• [Data for review]

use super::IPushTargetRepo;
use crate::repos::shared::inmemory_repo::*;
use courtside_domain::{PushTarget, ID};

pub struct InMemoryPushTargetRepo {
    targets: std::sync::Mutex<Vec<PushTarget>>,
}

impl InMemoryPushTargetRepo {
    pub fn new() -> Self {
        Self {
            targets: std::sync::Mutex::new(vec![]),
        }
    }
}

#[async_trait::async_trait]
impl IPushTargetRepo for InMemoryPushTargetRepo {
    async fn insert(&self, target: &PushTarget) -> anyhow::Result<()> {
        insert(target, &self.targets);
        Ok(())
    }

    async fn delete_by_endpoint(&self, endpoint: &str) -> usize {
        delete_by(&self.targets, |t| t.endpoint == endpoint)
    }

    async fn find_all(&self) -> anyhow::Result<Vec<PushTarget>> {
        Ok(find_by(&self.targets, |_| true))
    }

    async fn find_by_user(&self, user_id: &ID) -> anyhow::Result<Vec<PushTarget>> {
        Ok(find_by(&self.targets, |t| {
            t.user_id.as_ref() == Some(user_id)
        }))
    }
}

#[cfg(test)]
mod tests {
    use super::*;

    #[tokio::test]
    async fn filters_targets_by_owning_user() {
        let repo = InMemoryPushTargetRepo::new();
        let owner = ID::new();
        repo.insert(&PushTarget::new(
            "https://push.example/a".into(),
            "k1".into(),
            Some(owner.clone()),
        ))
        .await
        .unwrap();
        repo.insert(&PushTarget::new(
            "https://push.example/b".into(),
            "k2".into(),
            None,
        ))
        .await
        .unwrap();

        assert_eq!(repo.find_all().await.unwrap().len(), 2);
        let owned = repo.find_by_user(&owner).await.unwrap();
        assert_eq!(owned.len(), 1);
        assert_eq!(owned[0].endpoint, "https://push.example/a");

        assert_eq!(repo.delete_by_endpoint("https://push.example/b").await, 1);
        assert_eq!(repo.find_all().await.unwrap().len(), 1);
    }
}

• [Work instruction] Above are the entries. Output exactly the lines beginning with the line that has "async fn find_all(&self)" and ending with the line that has "let owner = ID::new();".

• [Solution to this task]
    async fn find_all(&self) -> anyhow::Result<Vec<PushTarget>> {
        Ok(find_by(&self.targets, |_| true))
    }

    async fn find_by_user(&self, user_id: &ID) -> anyhow::Result<Vec<PushTarget>> {
        Ok(find_by(&self.targets, |t| {
            t.user_id.as_ref() == Some(user_id)
        }))
    }
}

#[cfg(test)]
mod tests {
    use super::*;

    #[tokio::test]
    async fn filters_targets_by_owning_user() {
        let repo = InMemoryPushTargetRepo::new();
        let owner = ID::new();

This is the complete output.